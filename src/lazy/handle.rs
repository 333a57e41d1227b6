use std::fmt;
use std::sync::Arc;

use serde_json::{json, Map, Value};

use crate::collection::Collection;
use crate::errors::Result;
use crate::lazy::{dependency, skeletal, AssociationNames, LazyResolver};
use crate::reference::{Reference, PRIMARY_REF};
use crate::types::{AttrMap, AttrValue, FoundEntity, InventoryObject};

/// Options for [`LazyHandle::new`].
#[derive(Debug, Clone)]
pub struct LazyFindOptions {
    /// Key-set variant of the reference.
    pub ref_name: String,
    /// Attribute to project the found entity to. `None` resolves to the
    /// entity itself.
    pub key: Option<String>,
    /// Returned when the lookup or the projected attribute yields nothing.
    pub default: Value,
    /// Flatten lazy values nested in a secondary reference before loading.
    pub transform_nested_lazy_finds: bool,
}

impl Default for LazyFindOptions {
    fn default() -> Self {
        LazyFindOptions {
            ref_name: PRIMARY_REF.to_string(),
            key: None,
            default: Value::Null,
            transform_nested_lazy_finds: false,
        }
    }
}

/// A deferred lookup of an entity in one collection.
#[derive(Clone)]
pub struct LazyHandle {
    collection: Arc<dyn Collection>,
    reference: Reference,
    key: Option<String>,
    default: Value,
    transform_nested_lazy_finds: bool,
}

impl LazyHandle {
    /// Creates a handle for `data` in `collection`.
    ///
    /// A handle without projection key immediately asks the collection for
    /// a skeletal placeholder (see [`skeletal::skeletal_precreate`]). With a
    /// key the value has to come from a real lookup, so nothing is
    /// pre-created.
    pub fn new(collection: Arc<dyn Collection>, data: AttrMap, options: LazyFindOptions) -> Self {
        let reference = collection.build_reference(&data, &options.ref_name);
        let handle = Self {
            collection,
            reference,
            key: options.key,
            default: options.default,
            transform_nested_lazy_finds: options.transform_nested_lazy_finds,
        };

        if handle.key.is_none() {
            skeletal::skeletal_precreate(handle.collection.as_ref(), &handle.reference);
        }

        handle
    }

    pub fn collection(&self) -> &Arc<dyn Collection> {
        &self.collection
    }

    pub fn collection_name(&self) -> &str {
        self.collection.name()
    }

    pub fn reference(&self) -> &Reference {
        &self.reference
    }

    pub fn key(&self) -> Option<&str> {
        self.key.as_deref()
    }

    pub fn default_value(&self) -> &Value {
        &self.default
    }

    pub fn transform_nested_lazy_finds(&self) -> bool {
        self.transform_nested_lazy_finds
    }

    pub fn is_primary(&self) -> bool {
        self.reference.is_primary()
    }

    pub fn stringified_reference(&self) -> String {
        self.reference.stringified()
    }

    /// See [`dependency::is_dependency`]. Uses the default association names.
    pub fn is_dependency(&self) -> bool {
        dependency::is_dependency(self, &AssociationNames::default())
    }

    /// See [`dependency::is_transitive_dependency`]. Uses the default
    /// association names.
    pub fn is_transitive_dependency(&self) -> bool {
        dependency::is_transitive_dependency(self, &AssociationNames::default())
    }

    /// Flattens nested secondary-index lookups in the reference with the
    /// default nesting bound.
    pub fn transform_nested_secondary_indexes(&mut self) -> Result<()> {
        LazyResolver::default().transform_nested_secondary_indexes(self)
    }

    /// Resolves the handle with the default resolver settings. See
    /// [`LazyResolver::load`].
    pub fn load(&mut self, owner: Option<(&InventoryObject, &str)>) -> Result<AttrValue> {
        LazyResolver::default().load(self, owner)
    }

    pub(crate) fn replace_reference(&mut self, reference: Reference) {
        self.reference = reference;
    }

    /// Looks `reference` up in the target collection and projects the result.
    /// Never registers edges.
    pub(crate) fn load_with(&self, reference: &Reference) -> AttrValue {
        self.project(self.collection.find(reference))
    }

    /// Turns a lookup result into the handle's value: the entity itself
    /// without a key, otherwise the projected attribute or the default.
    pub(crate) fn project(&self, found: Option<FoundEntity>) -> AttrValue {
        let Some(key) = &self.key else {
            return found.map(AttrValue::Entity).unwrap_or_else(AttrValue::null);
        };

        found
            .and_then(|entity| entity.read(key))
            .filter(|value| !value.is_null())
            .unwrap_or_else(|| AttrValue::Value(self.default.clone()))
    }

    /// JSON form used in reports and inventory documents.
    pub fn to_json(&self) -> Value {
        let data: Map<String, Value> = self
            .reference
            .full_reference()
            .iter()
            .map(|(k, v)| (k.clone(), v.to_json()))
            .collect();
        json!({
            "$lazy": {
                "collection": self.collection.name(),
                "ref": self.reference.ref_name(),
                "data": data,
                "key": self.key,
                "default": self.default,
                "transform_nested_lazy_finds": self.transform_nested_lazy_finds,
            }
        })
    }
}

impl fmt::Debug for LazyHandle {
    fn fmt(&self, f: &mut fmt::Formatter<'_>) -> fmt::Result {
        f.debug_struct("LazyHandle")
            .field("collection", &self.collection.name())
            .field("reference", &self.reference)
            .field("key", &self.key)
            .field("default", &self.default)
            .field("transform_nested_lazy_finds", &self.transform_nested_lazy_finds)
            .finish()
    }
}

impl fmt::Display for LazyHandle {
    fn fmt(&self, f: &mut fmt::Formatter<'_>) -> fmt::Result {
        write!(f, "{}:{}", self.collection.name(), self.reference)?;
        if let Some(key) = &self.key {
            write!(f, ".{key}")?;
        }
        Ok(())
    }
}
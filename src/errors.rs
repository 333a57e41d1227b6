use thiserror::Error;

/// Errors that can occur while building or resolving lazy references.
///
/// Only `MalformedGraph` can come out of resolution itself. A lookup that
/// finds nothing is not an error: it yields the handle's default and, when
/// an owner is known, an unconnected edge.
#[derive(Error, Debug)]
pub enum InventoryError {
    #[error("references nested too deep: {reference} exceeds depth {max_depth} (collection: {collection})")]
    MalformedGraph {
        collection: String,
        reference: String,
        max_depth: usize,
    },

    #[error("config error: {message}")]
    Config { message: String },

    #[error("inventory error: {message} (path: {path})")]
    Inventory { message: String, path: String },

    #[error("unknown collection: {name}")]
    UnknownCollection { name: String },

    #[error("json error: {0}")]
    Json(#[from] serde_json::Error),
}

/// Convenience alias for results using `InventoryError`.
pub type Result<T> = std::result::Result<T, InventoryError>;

---------------

### INSTRUCTIONS TO FOLLOW
Go through the listing above and return each line that includes the word "field".

### YOUR SOLUTION
            .field("collection", &self.collection.name())
            .field("reference", &self.reference)
            .field("key", &self.key)
            .field("default", &self.default)
            .field("transform_nested_lazy_finds", &self.transform_nested_lazy_finds)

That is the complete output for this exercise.